'Took it again then you were the thief--is that it?'
There was a slight pause ere she replied. 'The Huzoor always speaks the truth. I stole it--but it was mine.'
George gave a low whistle; then a sudden grimness came to his face. 'And you say it is in that parcel they sent addressed---- By Jove, if it is,' he added in English as he rose hastily. A minute after, when he returned from within, his face was still more grim.
'Here! take it,' he said, thrusting the blue curves of the Ayôdhya pot at her, as if in haste to be rid of it--and her. 'When I get back I'll inquire, and if what you say is true----' He paused, reduced in his anger to thinking incoherently of Dalel Beg and horsewhips. How dare he send it to her, mixing her up, as it were, in such a discreditable affair? 'Well,' he continued, looking impatiently at the girl, 'that's all, I suppose. You don't want anything more, do you?' The attitude in which she was sitting reminded him perforce of the sunshine glowing on the blue-tiled mosque and of the sidling pigeons--of a past, in short, of which he did not care to be reminded, and a hardness crept over his face.

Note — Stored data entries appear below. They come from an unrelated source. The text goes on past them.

//! Plain-text extraction from RTF message bodies.
//!
//! Only what message bodies need: groups, ignorable destinations, `\uN`
//! escapes with their fallback characters, `\'hh` bytes in the document's
//! ANSI code page, and Outlook's `\htmlrtf` suppression blocks.

use encoding_rs::{Encoding, WINDOWS_1252};

/// Destinations whose content is never body text.
const SKIPPED_DESTINATIONS: &[&str] = &[
    "fonttbl",
    "colortbl",
    "stylesheet",
    "info",
    "pict",
    "object",
    "header",
    "footer",
    "themedata",
    "datastore",
    "xmlnstbl",
    "listtable",
    "listoverridetable",
    "rsidtbl",
    "generator",
];

#[derive(Clone, Copy)]
struct GroupState {
    skip: bool,
    uc: usize,
}

struct Extractor<'a> {
    input: &'a [u8],
    pos: usize,
    out: String,
    pending: Vec<u8>,
    codepage: &'static Encoding,
    stack: Vec<GroupState>,
    state: GroupState,
    html_suppressed: bool,
    skip_fallback: usize,
    high_surrogate: Option<u32>,
}

/// Convert an RTF document into plain text.
///
/// Input that does not start with `{\rtf` is returned unchanged.
pub fn rtf_to_text(rtf: &str) -> String {
    let trimmed = rtf.trim_start();
    if !trimmed.starts_with("{\\rtf") {
        return rtf.to_string();
    }

    let mut extractor = Extractor {
        input: trimmed.as_bytes(),
        pos: 0,
        out: String::with_capacity(trimmed.len() / 2),
        pending: Vec::new(),
        codepage: WINDOWS_1252,
        stack: Vec::new(),
        state: GroupState { skip: false, uc: 1 },
        html_suppressed: false,
        skip_fallback: 0,
        high_surrogate: None,
    };
    extractor.run();
    extractor.flush_bytes();
    extractor.out.trim().to_string()
}

impl Extractor<'_> {
    fn run(&mut self) {
        while let Some(&byte) = self.input.get(self.pos) {
            self.pos += 1;
            match byte {
                b'{' => {
                    self.stack.push(self.state);
                    if self.peek_is(b"\\*") {
                        self.state.skip = true;
                    }
                }
                b'}' => {
                    if let Some(previous) = self.stack.pop() {
                        self.state = previous;
                    }
                }
                b'\\' => self.control(),
                b'\r' | b'\n' => {}
                _ => {
                    if self.skip_fallback > 0 {
                        self.skip_fallback -= 1;
                    } else {
                        self.emit_byte(byte);
                    }
                }
            }
        }
    }

    fn peek_is(&self, prefix: &[u8]) -> bool {
        self.input[self.pos..].starts_with(prefix)
    }

    fn control(&mut self) {
        let Some(&next) = self.input.get(self.pos) else {
            return;
        };

        if !next.is_ascii_alphabetic() {
            self.pos += 1;
            match next {
                b'\'' => {
                    let hex = self.input.get(self.pos..self.pos + 2).unwrap_or_default();
                    self.pos += hex.len();
                    if self.skip_fallback > 0 {
                        self.skip_fallback -= 1;
                    } else if let Some(byte) = std::str::from_utf8(hex)
                        .ok()
                        .and_then(|h| u8::from_str_radix(h, 16).ok())
                    {
                        self.emit_byte(byte);
                    }
                }
                b'~' => self.emit_char('\u{00A0}'),
                b'_' => self.emit_char('-'),
                b'\\' | b'{' | b'}' => self.emit_byte(next),
                b'\r' | b'\n' => self.emit_char('\n'),
                _ => {}
            }
            return;
        }

        let start = self.pos;
        while self.input.get(self.pos).is_some_and(u8::is_ascii_alphabetic) {
            self.pos += 1;
        }
        let word = String::from_utf8_lossy(&self.input[start..self.pos]).into_owned();

        let num_start = self.pos;
        if self.input.get(self.pos) == Some(&b'-') {
            self.pos += 1;
        }
        while self.input.get(self.pos).is_some_and(u8::is_ascii_digit) {
            self.pos += 1;
        }
        let param = std::str::from_utf8(&self.input[num_start..self.pos])
            .ok()
            .and_then(|n| n.parse::<i32>().ok());
        if self.input.get(self.pos) == Some(&b' ') {
            self.pos += 1;
        }

        self.apply(&word, param);
    }

    fn apply(&mut self, word: &str, param: Option<i32>) {
        match word {
            "ansicpg" => {
                if let Some(cp) = param {
                    let label = format!("windows-{cp}");
                    let encoding = Encoding::for_label(label.as_bytes())
                        .or_else(|| Encoding::for_label(format!("cp{cp}").as_bytes()));
                    if let Some(encoding) = encoding {
                        self.codepage = encoding;
                    }
                }
            }
            "uc" => self.state.uc = param.unwrap_or(1).max(0) as usize,
            "u" => {
                if let Some(code) = param {
                    let unit = (if code < 0 { code + 65536 } else { code }) as u32;
                    match (self.high_surrogate.take(), unit) {
                        (None, 0xD800..=0xDBFF) => self.high_surrogate = Some(unit),
                        (Some(high), 0xDC00..=0xDFFF) => {
                            let combined = 0x10000 + ((high - 0xD800) << 10) + (unit - 0xDC00);
                            if let Some(ch) = char::from_u32(combined) {
                                self.emit_char(ch);
                            }
                        }
                        (_, unit) => {
                            if let Some(ch) = char::from_u32(unit) {
                                self.emit_char(ch);
                            }
                        }
                    }
                    self.skip_fallback = self.state.uc;
                }
            }
            "htmlrtf" => self.html_suppressed = param != Some(0),
            "par" | "line" | "sect" | "row" => self.emit_char('\n'),
            "tab" | "cell" => self.emit_char('\t'),
            "emdash" => self.emit_char('\u{2014}'),
            "endash" => self.emit_char('\u{2013}'),
            "bullet" => self.emit_char('\u{2022}'),
            "lquote" => self.emit_char('\u{2018}'),
            "rquote" => self.emit_char('\u{2019}'),
            "ldblquote" => self.emit_char('\u{201C}'),
            "rdblquote" => self.emit_char('\u{201D}'),
            _ if SKIPPED_DESTINATIONS.contains(&word) => self.state.skip = true,
            _ => {}
        }
    }

    fn suppressed(&self) -> bool {
        self.state.skip || self.html_suppressed
    }

    fn emit_byte(&mut self, byte: u8) {
        if !self.suppressed() {
            self.pending.push(byte);
        }
    }

    fn emit_char(&mut self, ch: char) {
        if self.suppressed() {
            return;
        }
        self.flush_bytes();
        self.out.push(ch);
    }

    fn flush_bytes(&mut self) {
        if self.pending.is_empty() {
            return;
        }
        let (text, _) = self.codepage.decode_without_bom_handling(&self.pending);
        self.out.push_str(&text);
        self.pending.clear();
    }
}

#[cfg(test)]
mod tests {
    use super::*;

    #[test]
    fn test_plain_paragraphs() {
        let rtf = r"{\rtf1\ansi{\fonttbl{\f0 Arial;}}\f0 Hello\par World}";
        assert_eq!(rtf_to_text(rtf), "Hello\nWorld");
    }

    #[test]
    fn test_unicode_escape_skips_fallback() {
        let rtf = r"{\rtf1\ansi\uc1 caf\u233?\par}";
        assert_eq!(rtf_to_text(rtf), "café");
    }

    #[test]
    fn test_surrogate_pair() {
        let rtf = r"{\rtf1\uc1 \u-10179?\u-8704?}";
        assert_eq!(rtf_to_text(rtf), "\u{1F600}");
    }

    #[test]
    fn test_hex_bytes_in_korean_code_page() {
        // "한" in code page 949
        let rtf = r"{\rtf1\ansi\ansicpg949 \'c7\'d1}";
        assert_eq!(rtf_to_text(rtf), "한");
    }

    #[test]
    fn test_ignorable_destination_and_htmlrtf() {
        let rtf = r"{\rtf1{\*\htmltag64 <p>}\htmlrtf junk\htmlrtf0 Body text}";
        assert_eq!(rtf_to_text(rtf), "Body text");
    }

    #[test]
    fn test_not_rtf_passthrough() {
        assert_eq!(rtf_to_text("just text"), "just text");
    }
}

'That is all,' she replied, rising to go. 'But the Huzoor should not be angry. The pot belonged to this slave.'
'Angry?' he echoed, with a sort of lofty consideration. 'Why should I be angry with you? Every one has a right to their own surely. Now you have got it, go home and get stronger, my child. Salaam, Azîzan!'
'Salaam Alaikoom, Huzoor.'
He took up his cigar again, relieved to find it alight; for he felt that he needed soothing. On his return, Dalel must be brought to book and smashed; meanwhile he was not sorry that the cursed pot had finally passed into the hands of its rightful owner, for it had a knack of appearing and disappearing in a way which annoyed his common-sense. Now, he need never see it or its owner again. One palpable reason for the latter probability made him give a compassionate glance after the thin, small face where consumption had set its mark indubitably, and which he had seen for the last time.
No! not the last. She too was pausing to look back from the gateless gateway, guiltless of a fence on either side, which served no purpose save arbitrarily, uselessly, to divide one portion of a dusty road from another. So he saw her outlined against the shadows which softened the havoc sickness had wrought in her young face; a graceful figure, seen as he had painted her against the purple mound of Hodinuggur, with the pot clasped to her breast.
Yes! when Mrs. Boynton saw the picture she would be pleased; that is to say, if he showed it to her at all. The thought absorbed him, and when he looked up the shadows were empty.